--- SUPPLIED RECORDS ---

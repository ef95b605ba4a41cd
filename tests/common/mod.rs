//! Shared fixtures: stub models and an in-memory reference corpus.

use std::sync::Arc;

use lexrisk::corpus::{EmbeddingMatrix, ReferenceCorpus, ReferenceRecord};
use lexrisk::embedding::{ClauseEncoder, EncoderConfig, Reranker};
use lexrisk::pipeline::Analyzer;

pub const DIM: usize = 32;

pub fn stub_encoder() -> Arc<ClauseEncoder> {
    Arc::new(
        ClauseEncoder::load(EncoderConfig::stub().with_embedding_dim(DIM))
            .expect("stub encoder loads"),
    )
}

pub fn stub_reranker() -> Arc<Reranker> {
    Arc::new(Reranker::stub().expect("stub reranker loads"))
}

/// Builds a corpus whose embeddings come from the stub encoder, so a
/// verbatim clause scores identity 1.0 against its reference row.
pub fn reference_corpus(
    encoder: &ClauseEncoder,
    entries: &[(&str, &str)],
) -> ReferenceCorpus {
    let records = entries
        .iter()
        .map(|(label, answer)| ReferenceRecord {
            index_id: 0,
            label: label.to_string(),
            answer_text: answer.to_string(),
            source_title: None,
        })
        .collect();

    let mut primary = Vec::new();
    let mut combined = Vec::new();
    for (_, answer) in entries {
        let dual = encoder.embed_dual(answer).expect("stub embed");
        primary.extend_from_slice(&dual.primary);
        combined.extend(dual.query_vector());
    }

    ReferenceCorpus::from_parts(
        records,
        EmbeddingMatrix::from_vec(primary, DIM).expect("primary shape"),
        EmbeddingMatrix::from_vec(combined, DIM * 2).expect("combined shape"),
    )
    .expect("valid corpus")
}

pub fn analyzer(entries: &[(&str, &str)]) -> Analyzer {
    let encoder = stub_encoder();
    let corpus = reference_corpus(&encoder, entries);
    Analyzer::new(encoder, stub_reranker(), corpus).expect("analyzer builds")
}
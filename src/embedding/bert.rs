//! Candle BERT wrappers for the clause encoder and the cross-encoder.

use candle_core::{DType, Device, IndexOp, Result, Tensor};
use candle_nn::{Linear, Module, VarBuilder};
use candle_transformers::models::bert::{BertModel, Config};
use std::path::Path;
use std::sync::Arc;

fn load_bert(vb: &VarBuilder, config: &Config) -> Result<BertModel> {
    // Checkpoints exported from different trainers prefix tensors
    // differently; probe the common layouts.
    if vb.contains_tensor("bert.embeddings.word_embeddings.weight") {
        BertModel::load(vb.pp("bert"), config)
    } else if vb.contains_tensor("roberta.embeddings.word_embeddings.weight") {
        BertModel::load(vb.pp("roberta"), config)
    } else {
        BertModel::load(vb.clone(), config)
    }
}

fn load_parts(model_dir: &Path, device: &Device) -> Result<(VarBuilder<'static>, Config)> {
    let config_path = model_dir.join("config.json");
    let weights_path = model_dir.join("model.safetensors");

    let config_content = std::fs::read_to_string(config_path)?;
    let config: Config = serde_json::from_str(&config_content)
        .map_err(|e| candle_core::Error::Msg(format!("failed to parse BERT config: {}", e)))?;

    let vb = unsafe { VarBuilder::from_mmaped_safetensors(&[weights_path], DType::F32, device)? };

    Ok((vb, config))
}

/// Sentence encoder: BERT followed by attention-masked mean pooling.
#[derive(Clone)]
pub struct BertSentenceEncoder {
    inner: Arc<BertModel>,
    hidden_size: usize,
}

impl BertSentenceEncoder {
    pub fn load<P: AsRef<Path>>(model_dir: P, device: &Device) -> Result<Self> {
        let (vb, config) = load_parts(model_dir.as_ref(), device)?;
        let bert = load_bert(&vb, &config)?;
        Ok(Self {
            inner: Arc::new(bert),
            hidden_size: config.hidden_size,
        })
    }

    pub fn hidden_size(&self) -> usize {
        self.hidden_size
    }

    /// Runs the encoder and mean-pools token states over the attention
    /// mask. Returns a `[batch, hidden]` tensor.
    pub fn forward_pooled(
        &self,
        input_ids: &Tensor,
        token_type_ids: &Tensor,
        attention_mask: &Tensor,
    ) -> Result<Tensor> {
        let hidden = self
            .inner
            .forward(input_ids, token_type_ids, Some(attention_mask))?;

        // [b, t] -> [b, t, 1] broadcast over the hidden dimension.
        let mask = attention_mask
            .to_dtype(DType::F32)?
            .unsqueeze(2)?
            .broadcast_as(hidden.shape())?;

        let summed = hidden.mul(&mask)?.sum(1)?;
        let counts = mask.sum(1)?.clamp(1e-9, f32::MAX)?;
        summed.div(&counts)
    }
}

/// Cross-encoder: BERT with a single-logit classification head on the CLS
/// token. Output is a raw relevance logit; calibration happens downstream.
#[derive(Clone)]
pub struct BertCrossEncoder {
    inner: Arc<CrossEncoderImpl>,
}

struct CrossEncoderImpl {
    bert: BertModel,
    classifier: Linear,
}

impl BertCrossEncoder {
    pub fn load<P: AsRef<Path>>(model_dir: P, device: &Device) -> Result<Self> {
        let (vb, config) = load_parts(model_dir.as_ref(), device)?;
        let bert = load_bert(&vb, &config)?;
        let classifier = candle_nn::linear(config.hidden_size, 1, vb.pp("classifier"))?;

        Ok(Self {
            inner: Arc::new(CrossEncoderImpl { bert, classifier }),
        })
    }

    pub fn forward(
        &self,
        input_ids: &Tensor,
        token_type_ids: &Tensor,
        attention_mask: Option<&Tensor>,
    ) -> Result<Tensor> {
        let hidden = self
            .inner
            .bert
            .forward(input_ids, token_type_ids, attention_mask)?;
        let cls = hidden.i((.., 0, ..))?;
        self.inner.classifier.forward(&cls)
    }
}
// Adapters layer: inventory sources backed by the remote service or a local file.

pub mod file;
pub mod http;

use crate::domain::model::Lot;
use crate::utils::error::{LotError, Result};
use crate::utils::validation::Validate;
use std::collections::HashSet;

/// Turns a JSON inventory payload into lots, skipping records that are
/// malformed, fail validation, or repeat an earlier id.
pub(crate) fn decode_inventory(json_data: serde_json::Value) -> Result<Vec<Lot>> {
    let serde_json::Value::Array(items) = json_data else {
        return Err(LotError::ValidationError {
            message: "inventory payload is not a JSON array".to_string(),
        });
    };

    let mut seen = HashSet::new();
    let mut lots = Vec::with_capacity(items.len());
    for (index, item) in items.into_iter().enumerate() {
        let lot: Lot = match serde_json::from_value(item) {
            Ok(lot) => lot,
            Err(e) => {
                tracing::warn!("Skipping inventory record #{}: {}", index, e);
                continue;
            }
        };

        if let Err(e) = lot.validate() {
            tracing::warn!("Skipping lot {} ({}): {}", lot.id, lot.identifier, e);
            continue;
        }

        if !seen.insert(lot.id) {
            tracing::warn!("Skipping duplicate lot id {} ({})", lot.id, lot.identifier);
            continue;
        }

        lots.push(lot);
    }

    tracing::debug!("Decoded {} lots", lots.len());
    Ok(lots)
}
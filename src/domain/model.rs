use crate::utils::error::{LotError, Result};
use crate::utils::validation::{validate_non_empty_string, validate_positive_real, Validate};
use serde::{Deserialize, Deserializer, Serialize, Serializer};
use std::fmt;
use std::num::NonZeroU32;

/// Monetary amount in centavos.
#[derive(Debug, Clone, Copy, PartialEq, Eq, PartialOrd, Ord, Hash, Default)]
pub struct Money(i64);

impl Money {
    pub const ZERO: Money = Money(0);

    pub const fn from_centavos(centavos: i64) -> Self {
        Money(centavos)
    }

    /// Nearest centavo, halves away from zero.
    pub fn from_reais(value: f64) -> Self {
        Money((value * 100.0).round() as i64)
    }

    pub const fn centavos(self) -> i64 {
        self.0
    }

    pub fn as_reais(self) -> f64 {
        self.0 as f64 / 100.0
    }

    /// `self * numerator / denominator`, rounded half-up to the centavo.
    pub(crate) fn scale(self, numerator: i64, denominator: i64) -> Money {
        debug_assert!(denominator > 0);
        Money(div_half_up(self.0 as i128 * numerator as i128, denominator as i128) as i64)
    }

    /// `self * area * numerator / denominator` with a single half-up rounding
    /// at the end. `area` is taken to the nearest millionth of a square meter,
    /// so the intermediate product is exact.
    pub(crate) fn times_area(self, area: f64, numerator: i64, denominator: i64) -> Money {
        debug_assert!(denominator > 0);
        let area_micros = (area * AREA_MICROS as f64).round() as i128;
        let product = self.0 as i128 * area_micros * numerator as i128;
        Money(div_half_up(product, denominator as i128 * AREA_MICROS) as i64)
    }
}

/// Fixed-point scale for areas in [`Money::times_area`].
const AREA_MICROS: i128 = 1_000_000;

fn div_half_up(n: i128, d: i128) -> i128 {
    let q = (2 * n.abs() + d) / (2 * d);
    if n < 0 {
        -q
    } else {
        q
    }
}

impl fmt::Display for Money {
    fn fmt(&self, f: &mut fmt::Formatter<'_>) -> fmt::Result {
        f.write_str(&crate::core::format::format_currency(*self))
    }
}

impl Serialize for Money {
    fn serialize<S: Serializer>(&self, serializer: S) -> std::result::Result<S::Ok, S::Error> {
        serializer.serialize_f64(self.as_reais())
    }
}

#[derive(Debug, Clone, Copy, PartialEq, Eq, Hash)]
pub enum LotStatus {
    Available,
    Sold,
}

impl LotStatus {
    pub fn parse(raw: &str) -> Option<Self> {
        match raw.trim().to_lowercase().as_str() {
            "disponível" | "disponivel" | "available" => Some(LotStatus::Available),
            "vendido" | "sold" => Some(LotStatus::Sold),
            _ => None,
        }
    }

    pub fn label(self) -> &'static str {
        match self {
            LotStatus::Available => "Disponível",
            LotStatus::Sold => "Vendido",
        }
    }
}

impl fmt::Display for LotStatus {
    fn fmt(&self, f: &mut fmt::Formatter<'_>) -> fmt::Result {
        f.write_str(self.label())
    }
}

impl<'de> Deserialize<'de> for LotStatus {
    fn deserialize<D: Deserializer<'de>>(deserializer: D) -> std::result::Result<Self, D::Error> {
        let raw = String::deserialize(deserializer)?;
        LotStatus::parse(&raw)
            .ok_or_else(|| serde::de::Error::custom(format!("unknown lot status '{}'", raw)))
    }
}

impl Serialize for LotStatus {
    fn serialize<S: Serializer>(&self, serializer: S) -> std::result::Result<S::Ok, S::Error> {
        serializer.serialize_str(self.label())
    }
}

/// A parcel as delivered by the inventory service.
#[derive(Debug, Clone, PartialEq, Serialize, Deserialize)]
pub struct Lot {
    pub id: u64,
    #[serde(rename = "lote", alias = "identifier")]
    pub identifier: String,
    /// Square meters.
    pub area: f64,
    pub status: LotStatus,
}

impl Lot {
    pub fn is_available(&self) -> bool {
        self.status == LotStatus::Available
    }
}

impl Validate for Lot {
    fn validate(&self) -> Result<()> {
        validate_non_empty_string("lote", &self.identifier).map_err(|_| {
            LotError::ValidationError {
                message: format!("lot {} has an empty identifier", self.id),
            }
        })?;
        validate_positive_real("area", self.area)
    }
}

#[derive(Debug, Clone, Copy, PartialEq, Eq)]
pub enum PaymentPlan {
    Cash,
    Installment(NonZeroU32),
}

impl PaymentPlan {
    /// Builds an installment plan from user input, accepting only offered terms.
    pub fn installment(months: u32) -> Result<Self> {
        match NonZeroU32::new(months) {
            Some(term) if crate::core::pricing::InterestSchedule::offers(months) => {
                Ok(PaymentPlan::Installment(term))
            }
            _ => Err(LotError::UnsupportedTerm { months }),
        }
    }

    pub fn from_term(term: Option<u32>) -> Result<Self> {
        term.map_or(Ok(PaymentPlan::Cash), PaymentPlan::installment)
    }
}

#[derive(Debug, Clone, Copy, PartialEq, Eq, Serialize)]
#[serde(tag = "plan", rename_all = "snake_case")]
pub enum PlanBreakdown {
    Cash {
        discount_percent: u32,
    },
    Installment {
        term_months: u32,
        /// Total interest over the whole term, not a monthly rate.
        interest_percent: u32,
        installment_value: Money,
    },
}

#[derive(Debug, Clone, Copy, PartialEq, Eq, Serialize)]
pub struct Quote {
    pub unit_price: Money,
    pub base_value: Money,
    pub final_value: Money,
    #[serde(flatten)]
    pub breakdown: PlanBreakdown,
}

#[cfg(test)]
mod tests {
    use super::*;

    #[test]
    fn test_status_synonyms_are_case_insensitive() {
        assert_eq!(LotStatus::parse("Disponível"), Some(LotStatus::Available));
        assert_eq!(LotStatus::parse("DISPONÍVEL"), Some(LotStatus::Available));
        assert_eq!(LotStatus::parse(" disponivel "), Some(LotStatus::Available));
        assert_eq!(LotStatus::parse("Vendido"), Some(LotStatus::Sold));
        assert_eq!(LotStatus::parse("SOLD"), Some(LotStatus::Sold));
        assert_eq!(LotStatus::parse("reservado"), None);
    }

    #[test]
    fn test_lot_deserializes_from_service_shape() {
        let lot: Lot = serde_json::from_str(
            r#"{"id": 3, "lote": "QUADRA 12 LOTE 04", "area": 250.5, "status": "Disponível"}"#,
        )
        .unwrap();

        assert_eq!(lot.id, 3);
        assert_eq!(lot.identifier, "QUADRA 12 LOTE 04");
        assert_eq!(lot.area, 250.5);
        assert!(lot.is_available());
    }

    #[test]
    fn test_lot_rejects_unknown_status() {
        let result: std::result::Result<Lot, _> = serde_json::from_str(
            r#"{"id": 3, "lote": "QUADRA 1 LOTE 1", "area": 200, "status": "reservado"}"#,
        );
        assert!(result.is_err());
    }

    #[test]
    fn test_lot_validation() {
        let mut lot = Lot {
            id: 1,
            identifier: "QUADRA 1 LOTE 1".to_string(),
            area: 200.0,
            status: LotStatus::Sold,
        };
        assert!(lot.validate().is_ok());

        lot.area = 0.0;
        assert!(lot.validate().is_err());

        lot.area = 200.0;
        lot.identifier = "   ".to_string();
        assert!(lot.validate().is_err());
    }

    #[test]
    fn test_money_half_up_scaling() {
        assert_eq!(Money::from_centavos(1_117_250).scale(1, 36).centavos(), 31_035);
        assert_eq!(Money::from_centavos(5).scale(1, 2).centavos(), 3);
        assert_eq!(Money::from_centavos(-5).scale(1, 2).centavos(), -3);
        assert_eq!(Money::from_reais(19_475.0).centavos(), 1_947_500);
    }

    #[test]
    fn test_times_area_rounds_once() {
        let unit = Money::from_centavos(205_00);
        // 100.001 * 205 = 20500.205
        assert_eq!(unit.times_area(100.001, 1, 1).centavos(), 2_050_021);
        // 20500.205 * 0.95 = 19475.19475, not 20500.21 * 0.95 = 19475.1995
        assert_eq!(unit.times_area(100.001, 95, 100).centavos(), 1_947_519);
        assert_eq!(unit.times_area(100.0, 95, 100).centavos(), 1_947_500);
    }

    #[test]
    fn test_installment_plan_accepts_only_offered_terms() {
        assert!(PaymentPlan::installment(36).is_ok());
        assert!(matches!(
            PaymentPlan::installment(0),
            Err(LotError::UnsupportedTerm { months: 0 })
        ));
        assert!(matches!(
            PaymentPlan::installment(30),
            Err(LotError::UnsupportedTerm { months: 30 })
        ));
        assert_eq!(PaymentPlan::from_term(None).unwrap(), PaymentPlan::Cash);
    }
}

* * *

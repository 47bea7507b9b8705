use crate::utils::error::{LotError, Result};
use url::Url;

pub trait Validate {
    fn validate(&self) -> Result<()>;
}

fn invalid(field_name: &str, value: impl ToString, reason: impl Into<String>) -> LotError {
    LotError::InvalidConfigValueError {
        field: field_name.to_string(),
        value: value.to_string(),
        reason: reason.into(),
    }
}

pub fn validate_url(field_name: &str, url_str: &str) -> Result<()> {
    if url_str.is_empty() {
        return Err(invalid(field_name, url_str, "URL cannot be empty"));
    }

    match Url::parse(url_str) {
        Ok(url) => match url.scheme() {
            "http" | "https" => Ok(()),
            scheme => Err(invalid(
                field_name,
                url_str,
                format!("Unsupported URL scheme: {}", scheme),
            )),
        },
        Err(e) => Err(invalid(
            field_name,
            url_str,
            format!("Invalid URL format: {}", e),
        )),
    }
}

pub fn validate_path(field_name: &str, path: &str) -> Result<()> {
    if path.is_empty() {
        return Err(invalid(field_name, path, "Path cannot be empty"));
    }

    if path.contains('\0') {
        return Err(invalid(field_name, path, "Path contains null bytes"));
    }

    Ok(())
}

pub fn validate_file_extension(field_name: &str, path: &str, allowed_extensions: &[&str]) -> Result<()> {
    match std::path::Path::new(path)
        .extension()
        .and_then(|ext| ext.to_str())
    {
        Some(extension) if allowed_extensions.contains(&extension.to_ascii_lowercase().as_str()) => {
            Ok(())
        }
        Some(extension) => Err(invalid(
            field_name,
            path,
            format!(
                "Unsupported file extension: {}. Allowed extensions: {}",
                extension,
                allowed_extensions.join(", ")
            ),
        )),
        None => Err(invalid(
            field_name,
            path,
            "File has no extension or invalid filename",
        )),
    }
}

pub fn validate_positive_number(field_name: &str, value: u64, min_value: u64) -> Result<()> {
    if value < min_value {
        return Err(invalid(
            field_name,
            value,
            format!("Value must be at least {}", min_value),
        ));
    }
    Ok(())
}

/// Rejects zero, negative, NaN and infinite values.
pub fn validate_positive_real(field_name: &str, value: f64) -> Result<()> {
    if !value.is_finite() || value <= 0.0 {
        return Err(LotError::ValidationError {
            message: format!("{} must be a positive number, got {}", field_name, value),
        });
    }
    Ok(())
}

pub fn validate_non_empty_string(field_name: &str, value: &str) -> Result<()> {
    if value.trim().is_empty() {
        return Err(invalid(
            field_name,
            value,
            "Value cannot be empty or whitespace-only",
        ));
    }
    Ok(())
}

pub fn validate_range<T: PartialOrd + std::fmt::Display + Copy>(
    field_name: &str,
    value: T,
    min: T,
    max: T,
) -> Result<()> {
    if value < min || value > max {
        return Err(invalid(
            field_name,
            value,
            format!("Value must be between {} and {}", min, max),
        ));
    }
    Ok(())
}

==

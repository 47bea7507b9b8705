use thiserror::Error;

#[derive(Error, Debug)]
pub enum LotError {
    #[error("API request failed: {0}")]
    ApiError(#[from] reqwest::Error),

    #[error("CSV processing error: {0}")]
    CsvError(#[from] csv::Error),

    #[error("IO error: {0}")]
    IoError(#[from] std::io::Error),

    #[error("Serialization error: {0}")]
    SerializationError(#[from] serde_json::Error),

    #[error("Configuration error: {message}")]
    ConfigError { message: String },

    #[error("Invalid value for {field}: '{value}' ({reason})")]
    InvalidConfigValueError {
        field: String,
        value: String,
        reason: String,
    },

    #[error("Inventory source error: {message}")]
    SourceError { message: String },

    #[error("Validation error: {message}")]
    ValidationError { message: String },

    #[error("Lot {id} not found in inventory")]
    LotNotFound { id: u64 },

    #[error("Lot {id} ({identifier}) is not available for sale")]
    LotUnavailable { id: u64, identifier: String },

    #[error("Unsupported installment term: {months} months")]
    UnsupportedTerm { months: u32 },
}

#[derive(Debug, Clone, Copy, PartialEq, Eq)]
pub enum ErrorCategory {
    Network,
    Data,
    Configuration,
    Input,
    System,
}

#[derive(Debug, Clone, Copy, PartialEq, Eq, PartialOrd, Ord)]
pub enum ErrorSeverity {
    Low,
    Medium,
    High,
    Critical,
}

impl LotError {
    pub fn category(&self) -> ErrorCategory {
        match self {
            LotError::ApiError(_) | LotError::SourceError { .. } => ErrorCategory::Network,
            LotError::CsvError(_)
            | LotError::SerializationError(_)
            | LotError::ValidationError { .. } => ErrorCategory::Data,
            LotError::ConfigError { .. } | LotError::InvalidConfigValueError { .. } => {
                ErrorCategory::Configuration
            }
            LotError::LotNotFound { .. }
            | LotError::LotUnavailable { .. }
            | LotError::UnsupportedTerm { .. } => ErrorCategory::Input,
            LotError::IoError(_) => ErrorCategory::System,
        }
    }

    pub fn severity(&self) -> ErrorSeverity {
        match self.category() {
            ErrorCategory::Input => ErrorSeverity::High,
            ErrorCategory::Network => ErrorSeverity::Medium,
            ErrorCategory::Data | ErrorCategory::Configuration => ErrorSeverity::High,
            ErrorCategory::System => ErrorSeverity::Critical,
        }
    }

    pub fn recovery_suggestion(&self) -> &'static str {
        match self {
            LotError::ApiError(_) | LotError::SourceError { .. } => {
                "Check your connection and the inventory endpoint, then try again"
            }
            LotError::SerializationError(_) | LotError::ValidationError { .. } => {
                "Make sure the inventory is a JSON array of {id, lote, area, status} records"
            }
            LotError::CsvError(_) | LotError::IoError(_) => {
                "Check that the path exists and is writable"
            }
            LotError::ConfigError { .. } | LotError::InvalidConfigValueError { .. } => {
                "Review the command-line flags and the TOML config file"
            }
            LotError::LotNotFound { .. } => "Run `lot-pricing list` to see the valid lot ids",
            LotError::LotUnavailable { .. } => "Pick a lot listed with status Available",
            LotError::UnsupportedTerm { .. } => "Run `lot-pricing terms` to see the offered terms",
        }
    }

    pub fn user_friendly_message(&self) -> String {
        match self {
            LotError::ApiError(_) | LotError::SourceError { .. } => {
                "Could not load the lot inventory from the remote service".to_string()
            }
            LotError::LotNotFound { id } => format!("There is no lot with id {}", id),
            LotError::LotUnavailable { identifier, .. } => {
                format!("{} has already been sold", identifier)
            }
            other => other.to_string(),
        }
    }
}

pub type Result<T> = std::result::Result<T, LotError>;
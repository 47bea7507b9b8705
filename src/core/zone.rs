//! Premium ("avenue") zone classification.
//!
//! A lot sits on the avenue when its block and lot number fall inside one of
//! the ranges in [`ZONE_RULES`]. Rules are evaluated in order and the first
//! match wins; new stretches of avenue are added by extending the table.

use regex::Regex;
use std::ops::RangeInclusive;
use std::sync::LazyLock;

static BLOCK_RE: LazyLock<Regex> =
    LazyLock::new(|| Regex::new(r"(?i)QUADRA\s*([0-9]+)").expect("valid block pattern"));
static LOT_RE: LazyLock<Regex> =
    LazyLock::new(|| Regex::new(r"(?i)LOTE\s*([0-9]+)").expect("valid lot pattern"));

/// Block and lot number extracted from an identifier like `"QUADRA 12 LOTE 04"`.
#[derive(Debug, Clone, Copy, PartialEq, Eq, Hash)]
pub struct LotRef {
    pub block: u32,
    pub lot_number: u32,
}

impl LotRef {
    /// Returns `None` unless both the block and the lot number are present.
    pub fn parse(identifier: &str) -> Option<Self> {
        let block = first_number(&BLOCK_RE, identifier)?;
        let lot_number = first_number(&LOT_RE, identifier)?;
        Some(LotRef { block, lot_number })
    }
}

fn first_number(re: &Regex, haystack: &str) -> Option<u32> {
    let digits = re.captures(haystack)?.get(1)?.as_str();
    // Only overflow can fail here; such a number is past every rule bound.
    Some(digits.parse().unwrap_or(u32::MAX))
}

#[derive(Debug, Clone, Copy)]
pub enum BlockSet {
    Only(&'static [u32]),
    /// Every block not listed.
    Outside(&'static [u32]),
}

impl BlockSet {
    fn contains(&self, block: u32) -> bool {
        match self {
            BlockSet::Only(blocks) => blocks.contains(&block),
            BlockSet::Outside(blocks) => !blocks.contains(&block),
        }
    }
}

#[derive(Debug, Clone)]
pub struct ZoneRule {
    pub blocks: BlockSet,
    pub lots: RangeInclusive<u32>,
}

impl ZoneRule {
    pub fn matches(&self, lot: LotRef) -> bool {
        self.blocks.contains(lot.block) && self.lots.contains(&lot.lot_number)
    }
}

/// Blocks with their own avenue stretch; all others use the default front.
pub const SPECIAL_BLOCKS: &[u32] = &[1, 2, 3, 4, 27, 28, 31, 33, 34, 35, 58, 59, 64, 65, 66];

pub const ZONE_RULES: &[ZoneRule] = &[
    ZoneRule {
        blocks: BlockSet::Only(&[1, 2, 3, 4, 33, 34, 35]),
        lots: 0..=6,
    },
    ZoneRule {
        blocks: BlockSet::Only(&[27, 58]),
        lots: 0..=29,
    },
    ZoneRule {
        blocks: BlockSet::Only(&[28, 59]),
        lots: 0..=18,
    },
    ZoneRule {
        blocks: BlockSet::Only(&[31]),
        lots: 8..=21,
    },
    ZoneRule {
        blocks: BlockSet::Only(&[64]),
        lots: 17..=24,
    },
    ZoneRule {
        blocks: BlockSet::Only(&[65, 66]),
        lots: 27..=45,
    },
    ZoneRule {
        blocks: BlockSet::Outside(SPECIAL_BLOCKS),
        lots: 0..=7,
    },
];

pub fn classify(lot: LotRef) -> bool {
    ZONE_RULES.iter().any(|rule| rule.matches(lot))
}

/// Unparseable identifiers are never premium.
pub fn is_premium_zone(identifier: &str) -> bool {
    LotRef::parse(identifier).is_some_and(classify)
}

--- ACTIVITY ---
Take each line of the material above that holds the string "avenue" and copy it.

--- RESULT ---
//! Premium ("avenue") zone classification.
//! A lot sits on the avenue when its block and lot number fall inside one of
//! match wins; new stretches of avenue are added by extending the table.
/// Blocks with their own avenue stretch; all others use the default front.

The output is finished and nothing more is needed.